------ Dataset records

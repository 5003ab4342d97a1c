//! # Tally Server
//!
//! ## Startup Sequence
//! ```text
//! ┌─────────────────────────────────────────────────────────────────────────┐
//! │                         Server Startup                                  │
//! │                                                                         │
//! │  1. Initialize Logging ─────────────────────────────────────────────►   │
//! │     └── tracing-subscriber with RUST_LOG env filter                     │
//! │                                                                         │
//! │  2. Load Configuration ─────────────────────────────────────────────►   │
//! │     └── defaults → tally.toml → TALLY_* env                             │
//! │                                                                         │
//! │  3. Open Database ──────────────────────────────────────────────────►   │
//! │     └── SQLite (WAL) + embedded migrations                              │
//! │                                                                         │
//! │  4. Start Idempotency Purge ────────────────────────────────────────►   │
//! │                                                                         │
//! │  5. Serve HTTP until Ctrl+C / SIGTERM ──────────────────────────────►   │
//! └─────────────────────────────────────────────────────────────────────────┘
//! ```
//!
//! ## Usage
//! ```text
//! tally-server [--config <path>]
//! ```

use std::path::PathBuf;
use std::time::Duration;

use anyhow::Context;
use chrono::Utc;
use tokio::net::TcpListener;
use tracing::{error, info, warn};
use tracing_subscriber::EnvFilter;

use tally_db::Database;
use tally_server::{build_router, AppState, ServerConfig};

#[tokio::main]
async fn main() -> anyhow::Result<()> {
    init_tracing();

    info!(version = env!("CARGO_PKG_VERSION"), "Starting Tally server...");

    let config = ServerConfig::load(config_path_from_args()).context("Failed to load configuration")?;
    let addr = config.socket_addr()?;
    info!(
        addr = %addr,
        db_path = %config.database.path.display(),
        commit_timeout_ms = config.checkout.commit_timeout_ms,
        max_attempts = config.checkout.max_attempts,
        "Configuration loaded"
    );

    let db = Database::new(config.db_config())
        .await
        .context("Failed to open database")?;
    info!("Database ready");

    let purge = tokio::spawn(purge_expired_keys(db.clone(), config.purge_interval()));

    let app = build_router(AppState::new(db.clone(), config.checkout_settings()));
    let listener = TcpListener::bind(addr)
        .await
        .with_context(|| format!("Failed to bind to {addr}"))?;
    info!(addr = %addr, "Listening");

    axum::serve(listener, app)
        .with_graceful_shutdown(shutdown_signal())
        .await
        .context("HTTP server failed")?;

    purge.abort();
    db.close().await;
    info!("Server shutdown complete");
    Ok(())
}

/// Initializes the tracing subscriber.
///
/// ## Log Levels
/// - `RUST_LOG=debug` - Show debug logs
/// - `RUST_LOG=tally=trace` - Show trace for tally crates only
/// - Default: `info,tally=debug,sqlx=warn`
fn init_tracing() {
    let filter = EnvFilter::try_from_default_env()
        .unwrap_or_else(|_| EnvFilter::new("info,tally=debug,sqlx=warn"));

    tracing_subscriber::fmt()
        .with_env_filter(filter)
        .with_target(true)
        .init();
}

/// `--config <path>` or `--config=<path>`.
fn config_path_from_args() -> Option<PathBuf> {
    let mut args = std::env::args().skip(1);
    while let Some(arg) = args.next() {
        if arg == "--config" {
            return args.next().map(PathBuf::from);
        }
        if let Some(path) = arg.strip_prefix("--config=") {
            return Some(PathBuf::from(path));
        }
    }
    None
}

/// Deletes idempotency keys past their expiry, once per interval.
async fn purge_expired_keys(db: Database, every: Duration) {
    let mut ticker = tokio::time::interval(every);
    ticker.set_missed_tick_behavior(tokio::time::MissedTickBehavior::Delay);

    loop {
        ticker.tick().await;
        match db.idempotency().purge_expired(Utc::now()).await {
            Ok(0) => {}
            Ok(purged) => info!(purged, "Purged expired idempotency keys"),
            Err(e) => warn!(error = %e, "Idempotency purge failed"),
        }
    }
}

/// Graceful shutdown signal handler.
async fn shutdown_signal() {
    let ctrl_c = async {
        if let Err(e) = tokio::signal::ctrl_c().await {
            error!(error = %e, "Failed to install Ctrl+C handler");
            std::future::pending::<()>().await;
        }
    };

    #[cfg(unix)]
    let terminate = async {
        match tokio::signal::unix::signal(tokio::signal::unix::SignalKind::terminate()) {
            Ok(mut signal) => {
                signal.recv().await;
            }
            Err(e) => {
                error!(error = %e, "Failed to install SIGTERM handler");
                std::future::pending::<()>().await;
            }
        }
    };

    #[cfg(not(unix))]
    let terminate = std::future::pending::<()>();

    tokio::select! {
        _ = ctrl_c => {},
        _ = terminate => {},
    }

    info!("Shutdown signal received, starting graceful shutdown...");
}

------------
------ Dataset records

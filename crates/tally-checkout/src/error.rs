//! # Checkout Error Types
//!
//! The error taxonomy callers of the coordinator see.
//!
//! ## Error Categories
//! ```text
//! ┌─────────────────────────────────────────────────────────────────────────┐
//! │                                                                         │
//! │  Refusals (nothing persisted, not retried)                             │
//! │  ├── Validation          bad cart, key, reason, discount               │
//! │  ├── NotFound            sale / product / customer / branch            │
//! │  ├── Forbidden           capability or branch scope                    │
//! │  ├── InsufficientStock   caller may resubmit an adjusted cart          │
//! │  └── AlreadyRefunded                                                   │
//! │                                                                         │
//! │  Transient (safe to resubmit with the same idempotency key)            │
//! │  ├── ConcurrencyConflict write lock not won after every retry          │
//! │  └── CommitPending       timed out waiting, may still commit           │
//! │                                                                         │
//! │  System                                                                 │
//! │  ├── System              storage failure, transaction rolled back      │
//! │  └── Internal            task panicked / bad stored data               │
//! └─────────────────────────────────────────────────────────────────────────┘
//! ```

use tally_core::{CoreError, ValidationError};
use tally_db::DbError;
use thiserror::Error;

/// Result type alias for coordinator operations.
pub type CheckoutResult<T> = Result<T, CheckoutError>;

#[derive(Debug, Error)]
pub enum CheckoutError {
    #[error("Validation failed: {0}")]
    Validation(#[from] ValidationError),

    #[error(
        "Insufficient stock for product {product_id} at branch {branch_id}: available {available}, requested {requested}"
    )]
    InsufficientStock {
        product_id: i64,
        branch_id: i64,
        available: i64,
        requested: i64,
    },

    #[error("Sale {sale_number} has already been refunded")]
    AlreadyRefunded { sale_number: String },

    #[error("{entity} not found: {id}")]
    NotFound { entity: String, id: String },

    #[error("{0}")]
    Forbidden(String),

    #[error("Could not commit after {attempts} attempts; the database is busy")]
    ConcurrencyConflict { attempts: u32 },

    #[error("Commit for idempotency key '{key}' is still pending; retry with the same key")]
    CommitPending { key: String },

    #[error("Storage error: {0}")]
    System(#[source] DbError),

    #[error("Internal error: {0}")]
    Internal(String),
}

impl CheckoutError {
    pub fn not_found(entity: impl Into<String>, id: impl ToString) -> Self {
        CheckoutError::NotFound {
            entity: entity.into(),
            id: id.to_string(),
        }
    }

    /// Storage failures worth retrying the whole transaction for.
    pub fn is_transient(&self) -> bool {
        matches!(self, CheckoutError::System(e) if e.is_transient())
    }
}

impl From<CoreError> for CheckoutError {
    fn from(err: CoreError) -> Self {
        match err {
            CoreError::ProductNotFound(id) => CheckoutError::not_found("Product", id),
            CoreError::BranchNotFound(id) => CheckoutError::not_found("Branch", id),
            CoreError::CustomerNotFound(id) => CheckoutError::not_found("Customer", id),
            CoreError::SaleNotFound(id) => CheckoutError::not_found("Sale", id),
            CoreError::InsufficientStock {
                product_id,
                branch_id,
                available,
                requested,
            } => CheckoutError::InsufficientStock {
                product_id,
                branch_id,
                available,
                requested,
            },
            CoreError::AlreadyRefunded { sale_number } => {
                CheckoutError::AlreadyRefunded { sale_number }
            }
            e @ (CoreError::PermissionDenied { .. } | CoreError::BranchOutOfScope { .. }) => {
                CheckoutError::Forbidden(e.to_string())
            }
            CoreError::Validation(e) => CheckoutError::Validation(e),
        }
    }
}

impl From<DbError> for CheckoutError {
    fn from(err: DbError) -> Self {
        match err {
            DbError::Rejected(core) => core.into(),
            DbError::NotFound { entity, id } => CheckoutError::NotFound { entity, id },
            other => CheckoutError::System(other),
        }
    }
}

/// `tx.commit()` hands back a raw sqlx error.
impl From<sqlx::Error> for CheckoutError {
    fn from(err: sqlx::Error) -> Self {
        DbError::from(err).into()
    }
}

------------

Work required - List every line from the entries above in which "System" appears.

Answer to the problem -
//! │  System                                                                 │
//! │  ├── System              storage failure, transaction rolled back      │
    System(#[source] DbError),
        matches!(self, CheckoutError::System(e) if e.is_transient())
            other => CheckoutError::System(other),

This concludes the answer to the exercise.